Source: History of Northwestern Ohio - Vol. II _ 1917 - Page 699

F. J. Reynolds
FREDERICK J. REYNOLDS.  A son of the late Sheldon Clark Reynolds, who was one of the most conspicuous figures in business, financial and railroad interests in the State of Ohio, Frederick Jesse Reynolds has exhibited the same business calibre of his honored father, and for a number of years has been an official and is now president of the First National Bank of Toledo, one of the largest and most influential banking houses of the Middle West.
     The First National Bank of Toledo was established in 1863, the same year the National Banking Act became a law.  At the present time the resources of this institution aggregate approximately $10,000,000.  The capital is $500,000, and the surplus and undivided profits amount to $250,000.  The great strength of the bank as reflected in its assets is supplemented by the integrity of its officers and directors.
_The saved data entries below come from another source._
use std::path::Path;
use std::sync::{Arc, Mutex};

use rusqlite::Connection;

use super::DatabaseError;

/// Open a SQLite connection to the given path and run migrations.
///
/// The parent directory is created if it does not exist yet.
pub fn open_database(path: &Path) -> Result<Connection, DatabaseError> {
    if let Some(parent) = path.parent().filter(|p| !p.as_os_str().is_empty()) {
        std::fs::create_dir_all(parent)?;
    }
    let conn = Connection::open(path)?;
    configure_pragmas(&conn)?;
    run_migrations(&conn)?;
    Ok(conn)
}

/// Open an in-memory database (for testing)
pub fn open_memory_database() -> Result<Connection, DatabaseError> {
    let conn = Connection::open_in_memory()?;
    configure_pragmas(&conn)?;
    run_migrations(&conn)?;
    Ok(conn)
}

fn configure_pragmas(conn: &Connection) -> Result<(), DatabaseError> {
    conn.execute_batch(
        "PRAGMA journal_mode=WAL;
         PRAGMA foreign_keys=ON;
         PRAGMA busy_timeout=5000;",
    )?;
    Ok(())
}

/// Run all pending migrations
pub fn run_migrations(conn: &Connection) -> Result<(), DatabaseError> {
    let current_version = get_current_version(conn);

    let migrations: Vec<(i64, &str)> = vec![
        (1, include_str!("../../resources/migrations/001_initial.sql")),
        (2, include_str!("../../resources/migrations/002_dispatch_ledger.sql")),
    ];

    for (version, sql) in migrations {
        if version > current_version {
            tracing::info!("Running migration v{version}");
            conn.execute_batch(sql).map_err(|e| DatabaseError::MigrationFailed {
                version,
                reason: e.to_string(),
            })?;
        }
    }

    Ok(())
}

/// Get the current schema version (0 if no schema exists yet)
fn get_current_version(conn: &Connection) -> i64 {
    conn.query_row("SELECT MAX(version) FROM schema_version", [], |row| {
        row.get::<_, i64>(0)
    })
    .unwrap_or(0)
}

/// Count tables in the database (for verification)
pub fn count_tables(conn: &Connection) -> Result<i64, DatabaseError> {
    let count = conn.query_row(
        "SELECT COUNT(*) FROM sqlite_master WHERE type='table' AND name NOT LIKE 'sqlite_%'",
        [],
        |row| row.get::<_, i64>(0),
    )?;
    Ok(count)
}

/// A single connection shared between the HTTP handlers, the scheduler and
/// the dispatcher. Every access is a short synchronous critical section;
/// callers must not hold the guard across an `.await`.
#[derive(Clone)]
pub struct Database {
    conn: Arc<Mutex<Connection>>,
}

impl Database {
    pub fn new(conn: Connection) -> Self {
        Self {
            conn: Arc::new(Mutex::new(conn)),
        }
    }

    pub fn open(path: &Path) -> Result<Self, DatabaseError> {
        Ok(Self::new(open_database(path)?))
    }

    pub fn open_in_memory() -> Result<Self, DatabaseError> {
        Ok(Self::new(open_memory_database()?))
    }

    /// Run `f` with exclusive access to the connection.
    pub fn with_conn<T, F>(&self, f: F) -> Result<T, DatabaseError>
    where
        F: FnOnce(&Connection) -> Result<T, DatabaseError>,
    {
        let guard = self.conn.lock().map_err(|_| DatabaseError::LockPoisoned)?;
        f(&guard)
    }
}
Besides Mr. Reynolds as president the three vice presidents are Rathbun Fuller, John N. Willys and Harold S. Reynolds, while Joseph M. Spencer is vice president and cashier.  These officials and the other directors are all men conspicuous in Toledo business and finance.
     Frederick Jesse Reynolds was born in Jackson, Michigan, August 25, 1857, and represents some of the old American stock, the first of the family having come to this country and settled at Providence, Rhode Island, in 1632.  Some of his ancestors fought in the Revolutionary war.
     Educated in the Toledo public schools and finishing with courses in business and collegiate institutions, Frederick J. Reynolds gained his practical business experience as clerk in the office of Reynolds Brothers, grain merchants, and after five years he was admitted to the firm and continued actively associated with the business until its affairs were wound up. In 1887 Mr. Reynolds became vice president and general manager of the Toledo & Michigan Belt Railway Company, and was chief managing executive for the company until it was absorbed by the Michigan Central Railroad.
     Mr. Reynolds first became actively identified with the First National Bank of Toledo in 1897 in the capacity of director, and in 1898 was made one of the vice presidents.  In 1909 he succeeded S. C. Schenck as president. He is also a director of the Hocking Valley Railroad Company, and a director of the Mather Springs Company.  He also belongs to the Produce Exchange of New York and the Toledo Commerce Club, and has social relations with Toledo Club, Toledo Country Club, Middle Bass Club, Toledo Yacht Club, Bankers' Club of New York, the Ohio Society of New York, and in Masonry has attained the thirty-second degree of Scottish Rite.   He is a vestryman of Trinity Episcopal Church.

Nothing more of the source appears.